Pencabulan Lagi, Sudah Amankah Lingkungan Sekolah Bagi Anak Didik?
Edukasi | 2022-08-31 08:47:50Bagi seorang bestatus DPO kepolisian, di manakah tempat persembunyian paling aman? Bagi yang hobi nonton film Hollywood bergenre action dan criminal, mungkin jawaban latahnya adalah lingkungan dekat kantor polisi. Muncullah adagium dalam dunia intelejen, tempat paling berbahaya seringkali menjelma menjadi lokasi persembunyian paling aman. Anda boleh setuju boleh tidak, namanya juga analisis ala film.

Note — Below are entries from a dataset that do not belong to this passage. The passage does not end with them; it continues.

//! Per-project configuration
//!
//! Optional `downgrade-build.toml` at the project root. A missing file
//! yields the defaults; a file that exists but does not parse is a
//! configuration error.

use crate::core::error::{DowngradeError, Result};
use serde::{Deserialize, Serialize};
use std::fs;
use std::io;
use std::path::Path;

/// File name of the per-project configuration
pub const CONFIG_FILE_NAME: &str = "downgrade-build.toml";

/// Project configuration
#[derive(Debug, Clone, Serialize, Deserialize, Default, PartialEq, Eq)]
#[serde(default, rename_all = "kebab-case")]
pub struct Config {
    /// Build configuration
    pub build: BuildConfig,
    /// Snapshot configuration
    pub snapshot: SnapshotConfig,
}

/// Build step configuration
#[derive(Debug, Clone, Serialize, Deserialize, PartialEq, Eq)]
#[serde(default, rename_all = "kebab-case")]
pub struct BuildConfig {
    /// Package manager binary used for install and run
    pub package_manager: String,
    /// Keep the scratch directory after the build finishes
    pub keep_scratch: bool,
}

impl Default for BuildConfig {
    fn default() -> Self {
        Self {
            package_manager: "npm".to_string(),
            keep_scratch: false,
        }
    }
}

/// Snapshot step configuration
#[derive(Debug, Clone, Serialize, Deserialize, PartialEq, Eq)]
#[serde(default, rename_all = "kebab-case")]
pub struct SnapshotConfig {
    /// File names excluded from the copy (lockfiles the scratch install
    /// regenerates)
    pub skip: Vec<String>,
}

impl Default for SnapshotConfig {
    fn default() -> Self {
        Self {
            skip: vec!["package-lock.json".to_string()],
        }
    }
}

impl Config {
    /// Load the configuration from `<root>/downgrade-build.toml`.
    ///
    /// Returns the defaults when the file does not exist.
    pub fn load(root: &Path) -> Result<Self> {
        let path = root.join(CONFIG_FILE_NAME);

        let content = match fs::read_to_string(&path) {
            Ok(content) => content,
            Err(e) if e.kind() == io::ErrorKind::NotFound => return Ok(Self::default()),
            Err(e) => return Err(e.into()),
        };

        toml::from_str(&content).map_err(|e| {
            DowngradeError::configuration_error(format!(
                "Failed to parse {}: {}",
                path.display(),
                e
            ))
        })
    }
}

Tulisan ini tidak sedang ingin menganalisis konten sebuah film, melainkan membahas fenomena kekerasan seksual terhadap anak-anak. Loh, bingung kan? Tenang saja, permasalahan ini masih bertolak dari pertanyaan yang sejenis, meski dengan konteks yang berbeda: di manakah tempat yang aman bagi anak-anak agar terbebas dari potensi tindak kekerasan seksual? Sebab kekerasan seksual justru seringkali terjadi di tempat/lingkungan yang semestinya aman bagi korban. Kedua, pun tidak sedikit pula pelakunya justru orang-orang terdekat atau mereka yang semestinya justru melindungi korban.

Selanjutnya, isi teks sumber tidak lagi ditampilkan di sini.